─── RECORDS TO USE ───
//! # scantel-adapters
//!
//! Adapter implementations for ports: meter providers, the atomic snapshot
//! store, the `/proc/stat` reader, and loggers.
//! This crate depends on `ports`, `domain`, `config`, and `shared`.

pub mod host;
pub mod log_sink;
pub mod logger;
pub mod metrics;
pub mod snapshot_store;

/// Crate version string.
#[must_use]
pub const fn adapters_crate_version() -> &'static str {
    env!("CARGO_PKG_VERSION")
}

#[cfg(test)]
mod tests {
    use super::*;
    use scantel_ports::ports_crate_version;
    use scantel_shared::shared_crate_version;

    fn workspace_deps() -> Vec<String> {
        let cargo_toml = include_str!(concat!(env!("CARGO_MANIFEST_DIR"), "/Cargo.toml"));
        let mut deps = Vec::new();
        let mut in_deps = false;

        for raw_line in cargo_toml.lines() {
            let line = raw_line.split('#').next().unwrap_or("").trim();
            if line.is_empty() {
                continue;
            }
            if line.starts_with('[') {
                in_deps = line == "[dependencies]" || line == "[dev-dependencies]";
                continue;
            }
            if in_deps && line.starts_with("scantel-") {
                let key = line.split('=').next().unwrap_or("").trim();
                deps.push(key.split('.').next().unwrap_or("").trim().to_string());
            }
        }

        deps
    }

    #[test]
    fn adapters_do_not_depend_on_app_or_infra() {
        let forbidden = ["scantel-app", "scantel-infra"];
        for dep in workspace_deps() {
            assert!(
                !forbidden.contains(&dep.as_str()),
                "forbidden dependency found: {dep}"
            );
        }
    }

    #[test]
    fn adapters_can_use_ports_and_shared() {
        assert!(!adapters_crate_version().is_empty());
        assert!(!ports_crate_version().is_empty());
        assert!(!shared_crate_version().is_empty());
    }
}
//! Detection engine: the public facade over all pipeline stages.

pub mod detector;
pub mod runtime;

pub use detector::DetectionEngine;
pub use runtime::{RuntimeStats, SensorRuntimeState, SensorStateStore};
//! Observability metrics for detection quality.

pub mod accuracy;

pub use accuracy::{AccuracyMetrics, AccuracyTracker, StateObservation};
───
─── RECORDS TO USE ───
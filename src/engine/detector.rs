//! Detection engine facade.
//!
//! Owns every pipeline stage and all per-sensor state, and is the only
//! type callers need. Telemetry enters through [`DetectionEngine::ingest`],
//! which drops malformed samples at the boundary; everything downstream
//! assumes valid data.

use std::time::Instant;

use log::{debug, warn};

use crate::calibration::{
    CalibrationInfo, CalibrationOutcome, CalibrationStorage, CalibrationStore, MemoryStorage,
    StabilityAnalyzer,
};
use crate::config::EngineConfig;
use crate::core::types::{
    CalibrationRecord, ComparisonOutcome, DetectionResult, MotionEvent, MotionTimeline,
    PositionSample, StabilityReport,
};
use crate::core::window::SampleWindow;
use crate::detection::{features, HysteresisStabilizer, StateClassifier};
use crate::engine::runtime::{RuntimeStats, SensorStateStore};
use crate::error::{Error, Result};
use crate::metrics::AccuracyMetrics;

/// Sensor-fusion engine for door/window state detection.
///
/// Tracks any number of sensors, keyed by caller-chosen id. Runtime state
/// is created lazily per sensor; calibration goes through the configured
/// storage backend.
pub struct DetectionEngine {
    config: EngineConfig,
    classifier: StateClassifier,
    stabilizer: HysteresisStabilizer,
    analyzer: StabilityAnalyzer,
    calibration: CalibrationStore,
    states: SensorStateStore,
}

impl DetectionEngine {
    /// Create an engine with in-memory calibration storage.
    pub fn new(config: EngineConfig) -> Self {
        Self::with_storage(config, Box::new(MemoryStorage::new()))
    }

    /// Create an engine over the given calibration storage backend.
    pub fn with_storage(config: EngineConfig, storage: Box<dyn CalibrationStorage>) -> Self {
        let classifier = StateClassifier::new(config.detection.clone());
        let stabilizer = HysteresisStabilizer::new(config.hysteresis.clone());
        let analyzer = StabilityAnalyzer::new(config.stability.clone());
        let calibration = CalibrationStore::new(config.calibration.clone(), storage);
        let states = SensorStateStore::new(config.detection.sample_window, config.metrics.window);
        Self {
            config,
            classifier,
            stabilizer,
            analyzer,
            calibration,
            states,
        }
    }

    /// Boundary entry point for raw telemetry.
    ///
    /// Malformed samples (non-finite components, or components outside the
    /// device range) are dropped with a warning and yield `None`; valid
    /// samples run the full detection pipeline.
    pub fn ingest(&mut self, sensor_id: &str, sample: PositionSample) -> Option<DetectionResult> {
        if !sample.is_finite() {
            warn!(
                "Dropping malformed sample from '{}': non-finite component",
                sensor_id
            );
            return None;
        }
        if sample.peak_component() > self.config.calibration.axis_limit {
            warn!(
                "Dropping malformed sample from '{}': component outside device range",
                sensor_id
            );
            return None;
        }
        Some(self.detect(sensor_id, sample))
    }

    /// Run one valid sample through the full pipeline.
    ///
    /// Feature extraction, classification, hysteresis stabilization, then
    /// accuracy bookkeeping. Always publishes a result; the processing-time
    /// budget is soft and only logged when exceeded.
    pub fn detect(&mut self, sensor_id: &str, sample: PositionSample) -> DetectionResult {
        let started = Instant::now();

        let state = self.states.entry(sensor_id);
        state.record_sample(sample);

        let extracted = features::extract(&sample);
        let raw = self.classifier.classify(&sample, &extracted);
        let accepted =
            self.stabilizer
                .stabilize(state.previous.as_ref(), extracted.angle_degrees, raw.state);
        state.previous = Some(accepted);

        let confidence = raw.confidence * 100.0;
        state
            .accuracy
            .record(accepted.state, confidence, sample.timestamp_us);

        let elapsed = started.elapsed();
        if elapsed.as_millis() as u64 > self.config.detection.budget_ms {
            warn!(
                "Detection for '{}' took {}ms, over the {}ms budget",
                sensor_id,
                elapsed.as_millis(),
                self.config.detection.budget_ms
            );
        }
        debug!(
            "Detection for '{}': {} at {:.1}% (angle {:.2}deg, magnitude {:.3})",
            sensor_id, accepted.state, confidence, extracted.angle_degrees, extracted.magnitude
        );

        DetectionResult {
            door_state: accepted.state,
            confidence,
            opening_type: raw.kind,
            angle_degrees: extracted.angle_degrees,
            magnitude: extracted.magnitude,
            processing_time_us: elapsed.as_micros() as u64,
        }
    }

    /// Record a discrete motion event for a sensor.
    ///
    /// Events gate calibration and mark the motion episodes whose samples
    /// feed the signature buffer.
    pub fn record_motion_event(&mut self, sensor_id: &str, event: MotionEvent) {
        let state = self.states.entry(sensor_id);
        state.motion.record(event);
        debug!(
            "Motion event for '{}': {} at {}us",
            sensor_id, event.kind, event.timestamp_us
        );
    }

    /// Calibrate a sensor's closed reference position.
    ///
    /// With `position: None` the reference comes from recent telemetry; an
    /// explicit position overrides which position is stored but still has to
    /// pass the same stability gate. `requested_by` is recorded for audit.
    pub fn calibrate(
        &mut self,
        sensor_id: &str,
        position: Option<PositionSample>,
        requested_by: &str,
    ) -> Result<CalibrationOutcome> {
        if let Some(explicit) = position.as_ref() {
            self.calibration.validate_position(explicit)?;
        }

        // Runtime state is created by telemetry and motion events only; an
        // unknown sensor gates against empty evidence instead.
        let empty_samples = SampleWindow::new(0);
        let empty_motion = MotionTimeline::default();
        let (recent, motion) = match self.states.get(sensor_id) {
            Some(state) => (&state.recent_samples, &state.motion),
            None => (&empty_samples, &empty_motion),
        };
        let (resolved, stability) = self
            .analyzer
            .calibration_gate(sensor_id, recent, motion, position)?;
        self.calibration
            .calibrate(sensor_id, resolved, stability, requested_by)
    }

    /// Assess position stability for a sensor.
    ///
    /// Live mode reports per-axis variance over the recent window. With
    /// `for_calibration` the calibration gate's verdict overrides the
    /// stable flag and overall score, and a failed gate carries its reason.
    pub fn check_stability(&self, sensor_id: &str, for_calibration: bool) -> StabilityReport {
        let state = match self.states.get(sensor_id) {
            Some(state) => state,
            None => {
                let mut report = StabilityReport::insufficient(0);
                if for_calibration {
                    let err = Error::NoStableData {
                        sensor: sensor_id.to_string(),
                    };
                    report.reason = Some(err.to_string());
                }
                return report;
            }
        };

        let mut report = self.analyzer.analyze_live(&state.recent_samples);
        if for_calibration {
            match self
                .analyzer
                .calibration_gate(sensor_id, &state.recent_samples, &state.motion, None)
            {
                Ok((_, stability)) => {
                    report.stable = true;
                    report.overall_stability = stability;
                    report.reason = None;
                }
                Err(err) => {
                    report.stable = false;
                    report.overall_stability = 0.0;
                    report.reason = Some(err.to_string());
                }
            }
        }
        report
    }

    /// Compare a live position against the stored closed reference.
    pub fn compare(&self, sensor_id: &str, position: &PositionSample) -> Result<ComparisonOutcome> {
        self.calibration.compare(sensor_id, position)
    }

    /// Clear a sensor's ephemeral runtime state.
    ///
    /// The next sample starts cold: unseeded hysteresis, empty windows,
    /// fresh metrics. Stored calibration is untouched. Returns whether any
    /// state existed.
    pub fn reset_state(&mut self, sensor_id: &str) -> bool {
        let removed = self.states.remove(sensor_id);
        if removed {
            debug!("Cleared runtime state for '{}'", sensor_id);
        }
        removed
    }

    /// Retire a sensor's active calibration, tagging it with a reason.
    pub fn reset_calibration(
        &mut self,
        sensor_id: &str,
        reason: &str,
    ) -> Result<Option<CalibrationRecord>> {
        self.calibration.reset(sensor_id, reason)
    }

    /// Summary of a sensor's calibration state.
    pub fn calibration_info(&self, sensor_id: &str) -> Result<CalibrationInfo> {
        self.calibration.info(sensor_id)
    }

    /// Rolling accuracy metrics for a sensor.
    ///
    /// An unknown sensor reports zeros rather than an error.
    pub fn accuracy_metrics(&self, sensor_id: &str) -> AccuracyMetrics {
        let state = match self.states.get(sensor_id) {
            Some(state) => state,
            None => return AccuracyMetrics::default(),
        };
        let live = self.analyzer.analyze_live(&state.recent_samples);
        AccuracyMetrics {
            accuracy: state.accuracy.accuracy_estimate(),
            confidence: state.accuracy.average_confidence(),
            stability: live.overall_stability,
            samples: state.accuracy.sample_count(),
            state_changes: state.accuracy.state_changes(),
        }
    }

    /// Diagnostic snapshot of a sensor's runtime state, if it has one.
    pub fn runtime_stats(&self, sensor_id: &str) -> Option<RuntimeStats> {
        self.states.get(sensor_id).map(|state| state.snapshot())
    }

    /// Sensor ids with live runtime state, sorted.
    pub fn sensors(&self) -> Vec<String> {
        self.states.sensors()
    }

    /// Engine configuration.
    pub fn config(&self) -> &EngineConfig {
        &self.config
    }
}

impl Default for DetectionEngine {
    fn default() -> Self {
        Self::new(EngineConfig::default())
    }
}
───
### [EXERCISE DETAILS]
Where a line in the records above contains the string "SensorStateStore", copy that line.

### [YOUR RESPONSE]
pub use runtime::{RuntimeStats, SensorRuntimeState, SensorStateStore};
use crate::engine::runtime::{RuntimeStats, SensorStateStore};
    states: SensorStateStore,
        let states = SensorStateStore::new(config.detection.sample_window, config.metrics.window);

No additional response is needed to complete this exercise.